═════ Data for review ═════

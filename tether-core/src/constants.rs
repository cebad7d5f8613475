//! Application-wide constants.

/// Application name, used for config and data directories.
pub const APP_NAME: &str = "tether";

/// Application version.
pub const APP_VERSION: &str = env!("CARGO_PKG_VERSION");

/// Config file name inside the config directory.
pub const CONFIG_FILE_NAME: &str = "config.toml";

/// Reserved handshake event carrying the server-assigned session id.
pub const MOUNTED_EVENT: &str = "mounted";

/// Suffix appended to an event name to form its default ack event.
pub const ACK_SUFFIX: &str = "-ack";

/// Default heartbeat control literals.
pub const DEFAULT_PING_LITERAL: &str = "ping";
pub const DEFAULT_PONG_LITERAL: &str = "pong";

/// Default heartbeat timings in milliseconds.
pub const DEFAULT_HEARTBEAT_INTERVAL_MS: u64 = 30_000;
pub const DEFAULT_HEARTBEAT_TIMEOUT_MS: u64 = 10_000;

/// Default reconnection policy.
pub const DEFAULT_MAX_RETRIES: u32 = 5;
pub const DEFAULT_RETRY_DELAY_MS: u64 = 1_000;

/// Default transport connect timeout in milliseconds.
pub const DEFAULT_CONNECT_TIMEOUT_MS: u64 = 15_000;

/// Default connectivity probe target and cadence.
pub const DEFAULT_PROBE_URL: &str = "https://www.google.com";
pub const DEFAULT_PROBE_INTERVAL_MS: u64 = 5_000;
pub const DEFAULT_PROBE_TIMEOUT_MS: u64 = 10_000;

/// Capacity of the session lifecycle broadcast channel.
pub const SESSION_EVENT_CAPACITY: usize = 64;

═════

## What to do:
Repeat the material in full, exactly as it stands.

## Expected answer:
filename tether-core/src/constants.rs
repository cebad7d5f8613475
//! Application-wide constants.

/// Application name, used for config and data directories.
pub const APP_NAME: &str = "tether";

/// Application version.
pub const APP_VERSION: &str = env!("CARGO_PKG_VERSION");

/// Config file name inside the config directory.
pub const CONFIG_FILE_NAME: &str = "config.toml";

/// Reserved handshake event carrying the server-assigned session id.
pub const MOUNTED_EVENT: &str = "mounted";

/// Suffix appended to an event name to form its default ack event.
pub const ACK_SUFFIX: &str = "-ack";

/// Default heartbeat control literals.
pub const DEFAULT_PING_LITERAL: &str = "ping";
pub const DEFAULT_PONG_LITERAL: &str = "pong";

/// Default heartbeat timings in milliseconds.
pub const DEFAULT_HEARTBEAT_INTERVAL_MS: u64 = 30_000;
pub const DEFAULT_HEARTBEAT_TIMEOUT_MS: u64 = 10_000;

/// Default reconnection policy.
pub const DEFAULT_MAX_RETRIES: u32 = 5;
pub const DEFAULT_RETRY_DELAY_MS: u64 = 1_000;

/// Default transport connect timeout in milliseconds.
pub const DEFAULT_CONNECT_TIMEOUT_MS: u64 = 15_000;

/// Default connectivity probe target and cadence.
pub const DEFAULT_PROBE_URL: &str = "https://www.google.com";
pub const DEFAULT_PROBE_INTERVAL_MS: u64 = 5_000;
pub const DEFAULT_PROBE_TIMEOUT_MS: u64 = 10_000;

/// Capacity of the session lifecycle broadcast channel.
pub const SESSION_EVENT_CAPACITY: usize = 64;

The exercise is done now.